Association of depressive symptomatology and elder mistreatment in a U.S. Chinese population: Findings from a community-based participatory research study

Xinqi Dong*, E. Shien Chang, Esther Wong, Bernarda Wong, Melissa A. Simon

*Corresponding author for this work

Research output: Contribution to journalReview articlepeer-review

17 Scopus citations

Abstract

Elder mistreatment (EM) is associated with increased morbidity and mortality. The objective of this study is to examine the association between depressive symptoms and EM in a U.S. Chinese population. A community-based participatory research approach was implemented to partner with the Chicago Chinatown population. Self-reported EM was assessed using a modified Vulnerability to Abuse Screening Scale instrument. Depressive symptomatology was assessed using the short form Geriatric Depression Scale. Exact logistic regression was used to assess these associations. Of the 78 participants, mean age was 74.8 (SD = 7.8) years and 52.6% were women.

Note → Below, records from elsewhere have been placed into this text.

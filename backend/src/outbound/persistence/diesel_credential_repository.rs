//! PostgreSQL adapters for refresh-token and one-time-token rows, plus the
//! transactional credential unit of work.
//!
//! Every unit-of-work method opens one transaction. Single-use guarantees come
//! from conditional statements (`UPDATE .. WHERE revoked = false`,
//! `DELETE .. WHERE token = ?`) whose affected-row count decides the outcome,
//! so two racing requests cannot both succeed.

use async_trait::async_trait;
use diesel::prelude::*;
use diesel_async::scoped_futures::ScopedFutureExt;
use diesel_async::{AsyncConnection, AsyncPgConnection, RunQueryDsl};
use tracing::debug;
use uuid::Uuid;

use crate::domain::ports::{
    CredentialUnitOfWork, OneTimeTokenRepository, RefreshTokenRepository, StoreError,
};
use crate::domain::{
    ConsumeOutcome, Email, OneTimePurpose, OneTimeToken, PasswordHash, RefreshTokenRecord,
    RotationOutcome, UserId,
};

use super::error_mapping::{map_diesel_error, map_pool_error};
use super::models::{OneTimeTokenRow, RefreshTokenRow};
use super::pool::DbPool;
use super::schema::{one_time_tokens, refresh_tokens, users};

/// Diesel-backed refresh-token store.
#[derive(Clone)]
pub struct DieselRefreshTokenRepository {
    pool: DbPool,
}

impl DieselRefreshTokenRepository {
    pub fn new(pool: DbPool) -> Self {
        Self { pool }
    }
}

#[async_trait]
impl RefreshTokenRepository for DieselRefreshTokenRepository {
    async fn insert(&self, record: &RefreshTokenRecord) -> Result<(), StoreError> {
        let mut conn = self.pool.get().await.map_err(map_pool_error)?;
        diesel::insert_into(refresh_tokens::table)
            .values(RefreshTokenRow::from(record))
            .execute(&mut conn)
            .await
            .map_err(map_diesel_error)?;
        Ok(())
    }

    async fn find_by_token(&self, token: &str) -> Result<Option<RefreshTokenRecord>, StoreError> {
        let mut conn = self.pool.get().await.map_err(map_pool_error)?;
        let row = refresh_tokens::table
            .find(token)
            .select(RefreshTokenRow::as_select())
            .first::<RefreshTokenRow>(&mut conn)
            .await
            .optional()
            .map_err(map_diesel_error)?;
        Ok(row.map(RefreshTokenRecord::from))
    }

    async fn find_by_jti(&self, jti: &str) -> Result<Option<RefreshTokenRecord>, StoreError> {
        let mut conn = self.pool.get().await.map_err(map_pool_error)?;
        let row = refresh_tokens::table
            .filter(refresh_tokens::jti.eq(jti))
            .select(RefreshTokenRow::as_select())
            .first::<RefreshTokenRow>(&mut conn)
            .await
            .optional()
            .map_err(map_diesel_error)?;
        Ok(row.map(RefreshTokenRecord::from))
    }

    async fn revoke(&self, token: &str) -> Result<bool, StoreError> {
        let mut conn = self.pool.get().await.map_err(map_pool_error)?;
        let updated = diesel::update(refresh_tokens::table.find(token))
            .set(refresh_tokens::revoked.eq(true))
            .execute(&mut conn)
            .await
            .map_err(map_diesel_error)?;
        Ok(updated > 0)
    }
}

/// Diesel-backed one-time-token store.
#[derive(Clone)]
pub struct DieselOneTimeTokenRepository {
    pool: DbPool,
}

impl DieselOneTimeTokenRepository {
    pub fn new(pool: DbPool) -> Self {
        Self { pool }
    }
}

#[async_trait]
impl OneTimeTokenRepository for DieselOneTimeTokenRepository {
    async fn insert(&self, token: &OneTimeToken) -> Result<(), StoreError> {
        let mut conn = self.pool.get().await.map_err(map_pool_error)?;
        diesel::insert_into(one_time_tokens::table)
            .values(OneTimeTokenRow::from(token))
            .execute(&mut conn)
            .await
            .map_err(map_diesel_error)?;
        Ok(())
    }

    async fn find(
        &self,
        token: &str,
        purpose: OneTimePurpose,
    ) -> Result<Option<OneTimeToken>, StoreError> {
        let mut conn = self.pool.get().await.map_err(map_pool_error)?;
        let row = one_time_tokens::table
            .find(token)
            .filter(one_time_tokens::purpose.eq(purpose.as_str()))
            .select(OneTimeTokenRow::as_select())
            .first::<OneTimeTokenRow>(&mut conn)
            .await
            .optional()
            .map_err(map_diesel_error)?;
        row.map(OneTimeTokenRow::into_domain).transpose()
    }
}

/// Transactional credential mutations.
#[derive(Clone)]
pub struct DieselCredentialUnitOfWork {
    pool: DbPool,
}

impl DieselCredentialUnitOfWork {
    pub fn new(pool: DbPool) -> Self {
        Self { pool }
    }
}

async fn consume_one_time(
    conn: &mut AsyncPgConnection,
    token: &str,
    user: Uuid,
    purpose: OneTimePurpose,
) -> QueryResult<bool> {
    let deleted = diesel::delete(
        one_time_tokens::table
            .find(token)
            .filter(one_time_tokens::user_id.eq(user))
            .filter(one_time_tokens::purpose.eq(purpose.as_str())),
    )
    .execute(conn)
    .await?;
    Ok(deleted == 1)
}

async fn clear_refresh_tokens(conn: &mut AsyncPgConnection, user: Uuid) -> QueryResult<usize> {
    diesel::delete(refresh_tokens::table.filter(refresh_tokens::user_id.eq(user)))
        .execute(conn)
        .await
}

#[async_trait]
impl CredentialUnitOfWork for DieselCredentialUnitOfWork {
    async fn rotate_refresh_token(
        &self,
        presented: &str,
        replacement: &RefreshTokenRecord,
    ) -> Result<RotationOutcome, StoreError> {
        let row = RefreshTokenRow::from(replacement);
        let mut conn = self.pool.get().await.map_err(map_pool_error)?;
        conn.transaction(|conn| {
            async move {
                let revoked = diesel::update(
                    refresh_tokens::table
                        .find(presented)
                        .filter(refresh_tokens::revoked.eq(false)),
                )
                .set(refresh_tokens::revoked.eq(true))
                .execute(conn)
                .await?;
                if revoked == 0 {
                    return Ok(RotationOutcome::Stale);
                }
                diesel::insert_into(refresh_tokens::table)
                    .values(&row)
                    .execute(conn)
                    .await?;
                Ok(RotationOutcome::Rotated)
            }
            .scope_boxed()
        })
        .await
        .map_err(map_diesel_error)
    }

    async fn replace_password(
        &self,
        user_id: UserId,
        hash: &PasswordHash,
    ) -> Result<(), StoreError> {
        let user = *user_id.as_uuid();
        let mut conn = self.pool.get().await.map_err(map_pool_error)?;
        conn.transaction(|conn| {
            async move {
                diesel::update(users::table.find(user))
                    .set((
                        users::password_hash.eq(hash.as_str()),
                        users::updated_at.eq(diesel::dsl::now),
                    ))
                    .execute(conn)
                    .await?;
                let cleared = clear_refresh_tokens(conn, user).await?;
                debug!(user_id = %user, cleared, "password replaced");
                Ok(())
            }
            .scope_boxed()
        })
        .await
        .map_err(map_diesel_error)
    }

    async fn reset_password(
        &self,
        reset_token: &str,
        user_id: UserId,
        hash: &PasswordHash,
    ) -> Result<ConsumeOutcome, StoreError> {
        let user = *user_id.as_uuid();
        let mut conn = self.pool.get().await.map_err(map_pool_error)?;
        conn.transaction(|conn| {
            async move {
                if !consume_one_time(conn, reset_token, user, OneTimePurpose::PasswordReset)
                    .await?
                {
                    return Ok(ConsumeOutcome::AlreadyConsumed);
                }
                diesel::update(users::table.find(user))
                    .set((
                        users::password_hash.eq(hash.as_str()),
                        users::updated_at.eq(diesel::dsl::now),
                    ))
                    .execute(conn)
                    .await?;
                clear_refresh_tokens(conn, user).await?;
                Ok(ConsumeOutcome::Applied)
            }
            .scope_boxed()
        })
        .await
        .map_err(map_diesel_error)
    }

    async fn change_email(
        &self,
        change_token: &str,
        user_id: UserId,
        new_email: &Email,
    ) -> Result<ConsumeOutcome, StoreError> {
        let user = *user_id.as_uuid();
        let mut conn = self.pool.get().await.map_err(map_pool_error)?;
        conn.transaction(|conn| {
            async move {
                if !consume_one_time(conn, change_token, user, OneTimePurpose::EmailChange)
                    .await?
                {
                    return Ok(ConsumeOutcome::AlreadyConsumed);
                }
                diesel::update(users::table.find(user))
                    .set((
                        users::email.eq(new_email.as_ref()),
                        users::updated_at.eq(diesel::dsl::now),
                    ))
                    .execute(conn)
                    .await?;
                Ok(ConsumeOutcome::Applied)
            }
            .scope_boxed()
        })
        .await
        .map_err(map_diesel_error)
    }
}
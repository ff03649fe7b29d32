//! Atomic credential mutations.
//!
//! Each method is one all-or-nothing unit: adapters run it inside a single
//! store transaction and roll back on any failure, so no caller can observe
//! a half-applied rotation, reset or password change.

use async_trait::async_trait;

use crate::domain::{
    ConsumeOutcome, Email, PasswordHash, RefreshTokenRecord, RotationOutcome, UserId,
};

use super::StoreError;

#[cfg_attr(test, mockall::automock)]
#[async_trait]
pub trait CredentialUnitOfWork: Send + Sync {
    /// Revoke `presented` and insert `replacement`.
    ///
    /// The revoke is conditional on the row still being unrevoked; when it
    /// matches nothing the replacement is not stored and
    /// [`RotationOutcome::Stale`] is returned. Of two concurrent calls with
    /// the same `presented` token at most one observes `Rotated`.
    async fn rotate_refresh_token(
        &self,
        presented: &str,
        replacement: &RefreshTokenRecord,
    ) -> Result<RotationOutcome, StoreError>;

    /// Store a new password hash and delete every refresh token of the user.
    async fn replace_password(
        &self,
        user_id: UserId,
        hash: &PasswordHash,
    ) -> Result<(), StoreError>;

    /// Consume the reset token, store the new hash and delete every refresh
    /// token of the user.
    ///
    /// The token delete is conditional; if it removes nothing the transaction
    /// is rolled back and [`ConsumeOutcome::AlreadyConsumed`] is returned.
    async fn reset_password(
        &self,
        reset_token: &str,
        user_id: UserId,
        hash: &PasswordHash,
    ) -> Result<ConsumeOutcome, StoreError>;

    /// Consume the email-change token and switch the account's email.
    ///
    /// Fails with [`StoreError::Conflict`] if the address was claimed in the
    /// meantime.
    async fn change_email(
        &self,
        change_token: &str,
        user_id: UserId,
        new_email: &Email,
    ) -> Result<ConsumeOutcome, StoreError>;
}
//! Placemark use-cases: listing, reading with view counting, CRUD and image
//! upload.

use std::sync::Arc;

use tracing::{info, warn};

use super::ports::{
    CategoryRepository, Geocoder, ImageHost, ImageHostError, PlacemarkRepository,
};
use super::policy::{ensure, is_privileged_viewer, may_delete_placemark, may_update_placemark};
use super::privacy::scrub;
use super::{
    Address, CategoryId, Coordinates, Error, Identity, Placemark, PlacemarkChanges,
    PlacemarkDraft, PlacemarkId, auth::field_error,
};

#[derive(Clone)]
pub struct PlacemarkService {
    placemarks: Arc<dyn PlacemarkRepository>,
    categories: Arc<dyn CategoryRepository>,
    geocoder: Arc<dyn Geocoder>,
    images: Arc<dyn ImageHost>,
    clock: Arc<dyn mockable::Clock>,
}

fn not_found() -> Error {
    Error::not_found("Placemark not found")
}

impl PlacemarkService {
    pub fn new(
        placemarks: Arc<dyn PlacemarkRepository>,
        categories: Arc<dyn CategoryRepository>,
        geocoder: Arc<dyn Geocoder>,
        images: Arc<dyn ImageHost>,
        clock: Arc<dyn mockable::Clock>,
    ) -> Self {
        Self {
            placemarks,
            categories,
            geocoder,
            images,
            clock,
        }
    }

    /// Placemarks visible to `viewer`, each redacted as for a single read.
    ///
    /// Public placemarks are listed for everyone; private ones only for their
    /// owner and admins. Listing does not count views.
    pub async fn list(&self, viewer: Option<&Identity>) -> Result<Vec<Placemark>, Error> {
        let all = self.placemarks.list().await?;
        Ok(all
            .into_iter()
            .filter(|p| p.is_public || is_privileged_viewer(viewer, p.owner_id))
            .map(|p| scrub(viewer, p))
            .collect())
    }

    /// Read one placemark, counting the view unless the viewer owns it.
    pub async fn get(
        &self,
        viewer: Option<&Identity>,
        id: PlacemarkId,
    ) -> Result<Placemark, Error> {
        let placemark = self.placemarks.find(id).await?.ok_or_else(not_found)?;
        if !placemark.is_public && !is_privileged_viewer(viewer, placemark.owner_id) {
            return Err(not_found());
        }

        let is_owner = viewer.is_some_and(|v| v.user_id == placemark.owner_id);
        let current = if is_owner {
            placemark
        } else {
            self.placemarks
                .increment_views(id)
                .await?
                .ok_or_else(not_found)?
        };
        Ok(scrub(viewer, current))
    }

    pub async fn create(
        &self,
        identity: &Identity,
        draft: PlacemarkDraft,
    ) -> Result<Placemark, Error> {
        self.ensure_category(draft.category_id).await?;
        let coordinates = match draft.coordinates {
            Some(coordinates) => coordinates,
            None => self.locate(&draft.address).await?,
        };
        let now = self.clock.utc();
        let placemark = Placemark {
            id: PlacemarkId::random(),
            name: draft.name,
            description: draft.description,
            address: draft.address,
            coordinates,
            image_url: None,
            is_public: draft.is_public,
            view_count: 0,
            owner_id: identity.user_id,
            category_id: draft.category_id,
            created_at: now,
            updated_at: now,
        };
        self.placemarks.insert(&placemark).await?;
        info!(user_id = %identity.user_id, placemark_id = %placemark.id, "placemark created");
        Ok(placemark)
    }

    pub async fn update(
        &self,
        identity: &Identity,
        id: PlacemarkId,
        mut changes: PlacemarkChanges,
    ) -> Result<Placemark, Error> {
        let mut placemark = self.placemarks.find(id).await?.ok_or_else(not_found)?;
        ensure(
            may_update_placemark(identity, &placemark),
            "Only the owner may edit this placemark",
        )?;
        if let Some(category_id) = changes.category_id {
            self.ensure_category(category_id).await?;
        }
        if changes.coordinates.is_none() {
            if let Some(address) = changes.address.as_ref() {
                if *address != placemark.address {
                    changes.coordinates = Some(self.locate(address).await?);
                }
            }
        }

        changes.apply_to(&mut placemark);
        placemark.updated_at = self.clock.utc();
        self.placemarks.update(&placemark).await?;
        Ok(placemark)
    }

    pub async fn delete(&self, identity: &Identity, id: PlacemarkId) -> Result<(), Error> {
        let placemark = self.placemarks.find(id).await?.ok_or_else(not_found)?;
        ensure(
            may_delete_placemark(identity, &placemark),
            "Only the owner or an admin may delete this placemark",
        )?;
        self.placemarks.delete(id).await?;
        info!(user_id = %identity.user_id, placemark_id = %id, "placemark deleted");
        Ok(())
    }

    /// Upload an image and attach its URL to the placemark.
    pub async fn attach_image(
        &self,
        identity: &Identity,
        id: PlacemarkId,
        bytes: Vec<u8>,
    ) -> Result<Placemark, Error> {
        let mut placemark = self.placemarks.find(id).await?.ok_or_else(not_found)?;
        ensure(
            may_update_placemark(identity, &placemark),
            "Only the owner may change the image",
        )?;
        if bytes.is_empty() {
            return Err(field_error("image", "image must not be empty"));
        }
        let url = self.images.upload(bytes).await.map_err(|err| match err {
            ImageHostError::Disabled => Error::service_unavailable(err.to_string()),
            other => {
                warn!(placemark_id = %id, error = %other, "image upload failed");
                Error::transient_failure(other.to_string())
            }
        })?;
        placemark.image_url = Some(url);
        placemark.updated_at = self.clock.utc();
        self.placemarks.update(&placemark).await?;
        Ok(placemark)
    }

    async fn ensure_category(&self, id: CategoryId) -> Result<(), Error> {
        if self.categories.find(id).await?.is_none() {
            return Err(field_error("categoryId", "category does not exist"));
        }
        Ok(())
    }

    async fn locate(&self, address: &Address) -> Result<Coordinates, Error> {
        let found = self
            .geocoder
            .coordinates(&address.one_line())
            .await
            .map_err(|err| {
                warn!(error = %err, "geocoding failed");
                Error::transient_failure(err.to_string())
            })?;
        found.ok_or_else(|| field_error("address", "address could not be located"))
    }
}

EM was reported in 20.5% of participants. After adjusting for potential confounding factors, higher numbers of depressive symptoms were independently associated with increased risk of EM (Exact OR, 1.99, 95% CI [1.23, 3.41]). Interaction terms analyses suggest that higher educational levels might buffer the risk of EM associated with depressive symptoms. Longitudinal studies are needed to confirm these findings in this U.S. Chinese population.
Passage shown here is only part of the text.